Cresce entre os americanos a conscientização de algo simples: quanto mais disponíveis estiveram as armas, maior o risco de tragédias. O próprio Estatuto comprovou a regra, pois o ano em que passou a vigorar, 2003, registrou, segundo o Mapa da Violência, a mais elevada relação entre mortos por armas de fogo por grupos de 100 mil habitantes: 22,2, pouco mais que o dobro do índice a partir do qual, segundo a Organização Mundial da Saúde ( OMS), a violência se torna endêmica. Com a lei, os índices caíram. As diversas campanhas feitas para o recolhimento voluntário de armas têm sido acompanhadas pela redução no número de mortos e feridos nas regiões que melhor atendem às mensagens para o desarmamento. A queda no número de vítimas não apenas evita dramas familiares de difícil reparação, como tem impacto positivo no sistema público de saúde, quase sempre pressionado por falta de recursos.

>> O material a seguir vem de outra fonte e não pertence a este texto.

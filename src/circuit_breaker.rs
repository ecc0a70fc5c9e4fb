//! # Circuit Breaker Module
//!
//! This module implements the circuit breaker pattern for outbound calls to
//! the AI provider and OpenFoodFacts. When a service fails repeatedly, the
//! breaker opens and requests fail fast until the reset timeout elapses.

use std::sync::{Mutex, MutexGuard};
use std::time::{Duration, Instant};
use tracing::{info, warn};

use crate::config::RecoveryConfig;

#[derive(Debug, Default)]
struct BreakerState {
    failure_count: u32,
    last_failure_time: Option<Instant>,
}

/// Circuit breaker guarding one upstream service
///
/// # State Machine
///
/// - **Closed**: Normal operation, requests pass through
/// - **Open**: Failure threshold reached, requests fail fast
/// - **Reset**: After `circuit_breaker_reset_secs` the counters are cleared
///   and the next request is let through
///
/// # Configuration
///
/// Uses `RecoveryConfig` for:
/// - `circuit_breaker_threshold`: Failures before opening (default: 5)
/// - `circuit_breaker_reset_secs`: Time before attempting reset (default: 60s)
#[derive(Debug)]
pub struct CircuitBreaker {
    name: &'static str,
    state: Mutex<BreakerState>,
    config: RecoveryConfig,
}

impl CircuitBreaker {
    /// Create a new circuit breaker for the named service
    ///
    /// # Examples
    ///
    /// ```rust
    /// use fridgechef::config::RecoveryConfig;
    /// use fridgechef::circuit_breaker::CircuitBreaker;
    ///
    /// let circuit_breaker = CircuitBreaker::new("gemini", RecoveryConfig::default());
    /// assert!(!circuit_breaker.is_open());
    /// ```
    pub fn new(name: &'static str, config: RecoveryConfig) -> Self {
        Self {
            name,
            state: Mutex::new(BreakerState::default()),
            config,
        }
    }

    /// Name of the guarded service
    pub fn name(&self) -> &'static str {
        self.name
    }

    // A panic while holding the lock leaves plain counters behind, still usable
    fn lock(&self) -> MutexGuard<'_, BreakerState> {
        self.state.lock().unwrap_or_else(|poisoned| poisoned.into_inner())
    }

    /// Check if the circuit is open (blocking requests)
    ///
    /// Resets to closed once the reset timeout has elapsed since the last failure.
    pub fn is_open(&self) -> bool {
        let mut state = self.lock();

        if state.failure_count >= self.config.circuit_breaker_threshold {
            if let Some(last_time) = state.last_failure_time {
                if last_time.elapsed() < Duration::from_secs(self.config.circuit_breaker_reset_secs)
                {
                    return true;
                }
                info!(service = self.name, "Circuit breaker reset after timeout");
                *state = BreakerState::default();
            }
        }
        false
    }

    /// Record a failed call
    pub fn record_failure(&self) {
        let mut state = self.lock();
        state.failure_count += 1;
        state.last_failure_time = Some(Instant::now());

        if state.failure_count == self.config.circuit_breaker_threshold {
            warn!(
                service = self.name,
                failures = state.failure_count,
                "Circuit breaker opened"
            );
        }
    }

    /// Record a successful call, closing the circuit
    pub fn record_success(&self) {
        *self.lock() = BreakerState::default();
    }

    /// Consecutive failures since the last success or reset
    pub fn failure_count(&self) -> u32 {
        self.lock().failure_count
    }
}
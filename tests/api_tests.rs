//! HTTP routes driven through the router without a running server.
//!
//! The pool connects lazily to an address nothing listens on, so these
//! tests cover everything decided before the database is reached, plus the
//! error mapping when it cannot be reached.

use axum::body::{to_bytes, Body};
use axum::http::{header, Method, Request, StatusCode};
use axum::Router;
use fridgechef::api::{router, AppState};
use fridgechef::config::{AppConfig, GeminiConfig, RecoveryConfig, UploadLimits};
use serde_json::{json, Value};
use sqlx::postgres::PgPoolOptions;
use std::time::Duration;
use tower::ServiceExt;

const UNREACHABLE_DB: &str = "postgres://fridgechef@127.0.0.1:1/fridgechef";

fn test_config(gemini: Option<GeminiConfig>) -> AppConfig {
    AppConfig {
        database_url: UNREACHABLE_DB.to_string(),
        bind_addr: "127.0.0.1:0".to_string(),
        gemini,
        openfoodfacts_base_url: "http://127.0.0.1:1".to_string(),
        suggestion_limit: 10,
        upload: UploadLimits::default(),
        recovery: RecoveryConfig::default(),
    }
}

fn app_with(config: AppConfig) -> Router {
    let pool = PgPoolOptions::new()
        .acquire_timeout(Duration::from_millis(500))
        .connect_lazy(&config.database_url)
        .expect("Lazy pool should accept a well-formed URL");

    router(AppState::new(pool, config).expect("State should build"))
}

fn app() -> Router {
    app_with(test_config(None))
}

async fn send(app: Router, method: Method, uri: &str, body: Option<Value>) -> (StatusCode, Value) {
    let mut request = Request::builder().method(method).uri(uri);
    let body = match body {
        Some(json) => {
            request = request.header(header::CONTENT_TYPE, "application/json");
            Body::from(json.to_string())
        }
        None => Body::empty(),
    };

    let response = app
        .oneshot(request.body(body).unwrap())
        .await
        .unwrap();

    let status = response.status();
    let bytes = to_bytes(response.into_body(), usize::MAX).await.unwrap();
    let json = serde_json::from_slice(&bytes).unwrap_or(Value::Null);
    (status, json)
}

#[tokio::test]
async fn test_health() {
    let (status, body) = send(app(), Method::GET, "/health", None).await;

    assert_eq!(status, StatusCode::OK);
    assert_eq!(body["status"], "ok");
}

#[tokio::test]
async fn test_invalid_username_is_rejected() {
    let (status, body) = send(
        app(),
        Method::POST,
        "/api/users",
        Some(json!({ "username": "ab" })),
    )
    .await;

    assert_eq!(status, StatusCode::BAD_REQUEST);
    assert_eq!(body["error"]["code"], "validation_error");
}

#[tokio::test]
async fn test_suggestion_limit_bounds() {
    for uri in [
        "/api/users/1/suggestions?limit=0",
        "/api/users/1/suggestions?limit=51",
    ] {
        let (status, body) = send(app(), Method::GET, uri, None).await;
        assert_eq!(status, StatusCode::BAD_REQUEST, "{uri}");
        assert_eq!(body["error"]["code"], "validation_error");
    }
}

#[tokio::test]
async fn test_expiring_window_bounds() {
    let (status, _) = send(
        app(),
        Method::GET,
        "/api/users/1/inventory/expiring?days=400",
        None,
    )
    .await;

    assert_eq!(status, StatusCode::BAD_REQUEST);
}

#[tokio::test]
async fn test_recipe_without_ingredients_is_rejected() {
    let payload = json!({
        "title": "Nothing soup",
        "instructions": "Boil nothing.",
        "ingredients": []
    });

    let (status, body) = send(app(), Method::POST, "/api/users/1/recipes", Some(payload)).await;

    assert_eq!(status, StatusCode::BAD_REQUEST);
    assert!(body["error"]["message"]
        .as_str()
        .unwrap()
        .contains("at least one ingredient"));
}

#[tokio::test]
async fn test_bulk_inventory_rejects_invalid_item() {
    let payload = json!({
        "items": [
            { "ingredientName": "milk", "quantity": 1.0 },
            { "ingredientName": "eggs", "quantity": -2.0 }
        ]
    });

    let (status, _) = send(
        app(),
        Method::POST,
        "/api/users/1/inventory/bulk",
        Some(payload),
    )
    .await;

    assert_eq!(status, StatusCode::BAD_REQUEST);
}

#[tokio::test]
async fn test_invalid_barcode_is_rejected() {
    let (status, body) = send(app(), Method::GET, "/api/products/12ab", None).await;

    assert_eq!(status, StatusCode::BAD_REQUEST);
    assert_eq!(body["error"]["code"], "validation_error");
}

#[tokio::test]
async fn test_ai_routes_unavailable_without_api_key() {
    let (status, body) = send(
        app(),
        Method::POST,
        "/api/users/1/recipes/generate",
        Some(json!({ "ingredients": ["rice"] })),
    )
    .await;
    assert_eq!(status, StatusCode::SERVICE_UNAVAILABLE);
    assert_eq!(body["error"]["code"], "service_unavailable");

    let boundary = "fridgechef-boundary";
    let multipart = format!(
        "--{boundary}\r\nContent-Disposition: form-data; name=\"receipt\"; filename=\"r.png\"\r\n\
         Content-Type: image/png\r\n\r\nnot really a png\r\n--{boundary}--\r\n"
    );
    let request = Request::builder()
        .method(Method::POST)
        .uri("/api/users/1/receipts")
        .header(
            header::CONTENT_TYPE,
            format!("multipart/form-data; boundary={boundary}"),
        )
        .body(Body::from(multipart))
        .unwrap();

    let response = app().oneshot(request).await.unwrap();
    assert_eq!(response.status(), StatusCode::SERVICE_UNAVAILABLE);
}

#[tokio::test]
async fn test_receipt_upload_is_validated_before_ai_call() {
    let config = test_config(Some(GeminiConfig {
        api_key: "test-key".to_string(),
        model: "gemini-2.0-flash".to_string(),
        base_url: "http://127.0.0.1:1".to_string(),
    }));

    let boundary = "fridgechef-boundary";
    let multipart = format!(
        "--{boundary}\r\nContent-Disposition: form-data; name=\"receipt\"; filename=\"r.txt\"\r\n\
         Content-Type: text/plain\r\n\r\nthis is not an image at all\r\n--{boundary}--\r\n"
    );
    let request = Request::builder()
        .method(Method::POST)
        .uri("/api/users/1/receipts")
        .header(
            header::CONTENT_TYPE,
            format!("multipart/form-data; boundary={boundary}"),
        )
        .body(Body::from(multipart))
        .unwrap();

    let response = app_with(config).oneshot(request).await.unwrap();
    assert_eq!(response.status(), StatusCode::BAD_REQUEST);
}

#[tokio::test]
async fn test_database_failure_is_hidden() {
    let (status, body) = send(app(), Method::GET, "/api/users/1/inventory", None).await;

    assert_eq!(status, StatusCode::INTERNAL_SERVER_ERROR);
    assert_eq!(body["error"]["code"], "internal_error");
    assert_eq!(body["error"]["message"], "Internal server error");
}

#[tokio::test]
async fn test_unknown_route() {
    let (status, _) = send(app(), Method::GET, "/api/nowhere", None).await;
    assert_eq!(status, StatusCode::NOT_FOUND);
}
use axum::extract::{Path, State};
use axum::Json;

use super::AppState;
use crate::errors::{AppError, AppResult};
use crate::openfoodfacts::ProductInfo;
use crate::validation::validate_barcode;

pub async fn lookup_product(
    State(state): State<AppState>,
    Path(barcode): Path<String>,
) -> AppResult<Json<ProductInfo>> {
    let barcode = validate_barcode(&barcode)?;

    state
        .products
        .lookup_product(&barcode)
        .await?
        .map(Json)
        .ok_or_else(|| AppError::NotFound(format!("No product with barcode {barcode}")))
}
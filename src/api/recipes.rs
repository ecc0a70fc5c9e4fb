use axum::extract::{Path, Query, State};
use axum::http::StatusCode;
use axum::Json;
use serde::Deserialize;

use super::{require_user, AppState};
use crate::db;
use crate::errors::{AppError, AppResult};
use crate::models::{NewRecipe, Recipe, RecipeWithIngredients};
use crate::suggestion::RecipeId;
use crate::validation::validate_new_recipe;

const DEFAULT_PAGE_SIZE: i64 = 50;
const MAX_PAGE_SIZE: i64 = 200;

#[derive(Debug, Deserialize)]
pub struct RecipeQuery {
    pub q: Option<String>,
    pub limit: Option<i64>,
    pub offset: Option<i64>,
}

pub(crate) fn recipe_not_found(recipe_id: RecipeId) -> AppError {
    AppError::NotFound(format!("Recipe {recipe_id} not found"))
}

pub(crate) async fn load_recipe(state: &AppState, recipe_id: RecipeId) -> AppResult<RecipeWithIngredients> {
    db::read_recipe(&state.pool, recipe_id)
        .await?
        .ok_or_else(|| recipe_not_found(recipe_id))
}

/// 404 for unknown recipes, 403 for recipes authored by someone else
async fn require_author(state: &AppState, user_id: i64, recipe_id: RecipeId) -> AppResult<()> {
    let recipe = db::read_recipe_header(&state.pool, recipe_id)
        .await?
        .ok_or_else(|| recipe_not_found(recipe_id))?;

    if recipe.author_id != Some(user_id) {
        return Err(AppError::Forbidden(format!(
            "Recipe {recipe_id} belongs to another user"
        )));
    }
    Ok(())
}

/// Browse recipes, or search titles and ingredients with `q`
pub async fn list_recipes(
    State(state): State<AppState>,
    Query(query): Query<RecipeQuery>,
) -> AppResult<Json<Vec<Recipe>>> {
    let limit = query.limit.unwrap_or(DEFAULT_PAGE_SIZE);
    if !(1..=MAX_PAGE_SIZE).contains(&limit) {
        return Err(AppError::Validation(format!(
            "Limit must be between 1 and {MAX_PAGE_SIZE}"
        )));
    }
    let offset = query.offset.unwrap_or(0);
    if offset < 0 {
        return Err(AppError::Validation("Offset cannot be negative".to_string()));
    }

    let recipes = match query.q.as_deref().map(str::trim).filter(|q| !q.is_empty()) {
        Some(text) => db::search_recipes(&state.pool, text, limit, offset).await?,
        None => db::list_recipes(&state.pool, limit, offset).await?,
    };
    Ok(Json(recipes))
}

pub async fn get_recipe(
    State(state): State<AppState>,
    Path(recipe_id): Path<RecipeId>,
) -> AppResult<Json<RecipeWithIngredients>> {
    Ok(Json(load_recipe(&state, recipe_id).await?))
}

pub async fn create_recipe(
    State(state): State<AppState>,
    Path(user_id): Path<i64>,
    Json(payload): Json<NewRecipe>,
) -> AppResult<(StatusCode, Json<RecipeWithIngredients>)> {
    let recipe = validate_new_recipe(&payload)?;
    require_user(&state.pool, user_id).await?;

    let recipe_id = db::create_recipe(&state.pool, Some(user_id), &recipe).await?;
    Ok((StatusCode::CREATED, Json(load_recipe(&state, recipe_id).await?)))
}

pub async fn update_recipe(
    State(state): State<AppState>,
    Path((user_id, recipe_id)): Path<(i64, RecipeId)>,
    Json(payload): Json<NewRecipe>,
) -> AppResult<Json<RecipeWithIngredients>> {
    let recipe = validate_new_recipe(&payload)?;
    require_user(&state.pool, user_id).await?;
    require_author(&state, user_id, recipe_id).await?;

    if !db::update_recipe(&state.pool, recipe_id, user_id, &recipe).await? {
        return Err(recipe_not_found(recipe_id));
    }
    Ok(Json(load_recipe(&state, recipe_id).await?))
}

pub async fn delete_recipe(
    State(state): State<AppState>,
    Path((user_id, recipe_id)): Path<(i64, RecipeId)>,
) -> AppResult<StatusCode> {
    require_user(&state.pool, user_id).await?;
    require_author(&state, user_id, recipe_id).await?;

    if db::delete_recipe(&state.pool, recipe_id, user_id).await? {
        Ok(StatusCode::NO_CONTENT)
    } else {
        Err(recipe_not_found(recipe_id))
    }
}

É ilusório achar que a pessoa armada está mais segura. Há pesquisas que mostram o contrário. Segundo uma delas, divulgada em recente “Profissão Repórter”, da TV Globo, feita sobre casos de roubo à mão armada, 27% evitaram o crime, 26% ficaram feridas e 46% morreram. Comprova- se que um cidadão armado tem poucas chances diante de um bandido adestrado.

O projeto de desmontagem do Estatuto surgiu da “bancada da bala”, em que militam parlamentares cuja campanha é financiada pela indústria do ramo. É tudo muito coerente.

 

Defesa do cidadão

 

Laudívio Carvalho

 

Desde a instalação da Comissão Especial do Desarmamento, o tema sobre o direito à autodefesa do cidadão de bem é um dos assuntos que permeiam a opinião pública, estudos acadêmicos e as redes sociais. De acordo com a Câmara dos Deputados, o PL 3.722/ 2012 está entre as principais enquetes abertas na página do Facebook da Casa, com mais de 47.500 interações.

Nestes mais de seis meses de relatoria, tive o cuidado de ouvir setores e entidades representativas, além da sociedade civil, que em disparado tem o maior anseio pela revogação do Estatuto em vigor desde 2003. O cidadão anseia pelo retorno do direito à defesa, já que o Estado perdeu o controle no que diz respeito ao aumento dos índices de criminalidade no Brasil.

Pela complexidade do assunto, o texto principal do relatório sofreu alterações. Como pontos principais destacam- se o retorno do porte de armas para o cidadão comum, o registro definitivo da arma, a redução da idade mínima para aquisição de armas de 25 para 21 anos, a descentralização do procedimento de concessão do porte, que passaria a ser feito pelas polícias civis estaduais, e a validade de dez anos para o porte. Hoje, o Estatuto do Desarmamento em vigor autoriza apenas policiais e outros profissionais da segurança e da Justiça a circularem armados e exige renovação do registro de três em três anos.

Um dos objetivos do projeto é desburocratizar processos e assim tirar da ilegalidade o grande número de armas disponíveis no país. A dificuldade para um morador da zona rural no Amapá se deslocar até a delegacia da Polícia Federal mais próxima é muito grande; além disso, somente a taxa de validação tem um valor médio de mil reais. Incluem- se ainda no pacote as taxas e os testes psicológico e de manuseio. Esse alto custo acaba desestimulando o cidadão, e assim ele irá permanecer de posse de uma arma ilegal.

Outra importante mudança é o fim da discricionariedade do delegado de polícia, o único com autoridade de validar o pedido de porte na lei atual. Relatos em todo o Brasil descrevem a incompreensão e a morosidade no andamento das solicitações.

Muitos setores e organizações tidas como “defensores da vida” tratam as mudanças no Estatuto como absurdas, como algo proveniente da “bancada da bala”, ou seja, como se apenas interesses pessoais dos parlamentares pudessem justificar a derrubada da lei atual.

É preciso deixar claro que nosso objetivo não é autorizar a venda de armas em cada esquina. A proposta vai ao encontro do que a sociedade quer. O cidadão está acuado e quer se defender de invasores, de agressores, de ladrões que levam, em segundos, o que foi conquistado com esforço e suor — e em muitos casos levam o bem maior: a vida. Ninguém aguenta mais tanta violência, tanta criminalidade, enquanto os marginais são tratados como “vítimas da sociedade”, que, por eles, é agredida a todo instante sem direito a defesa.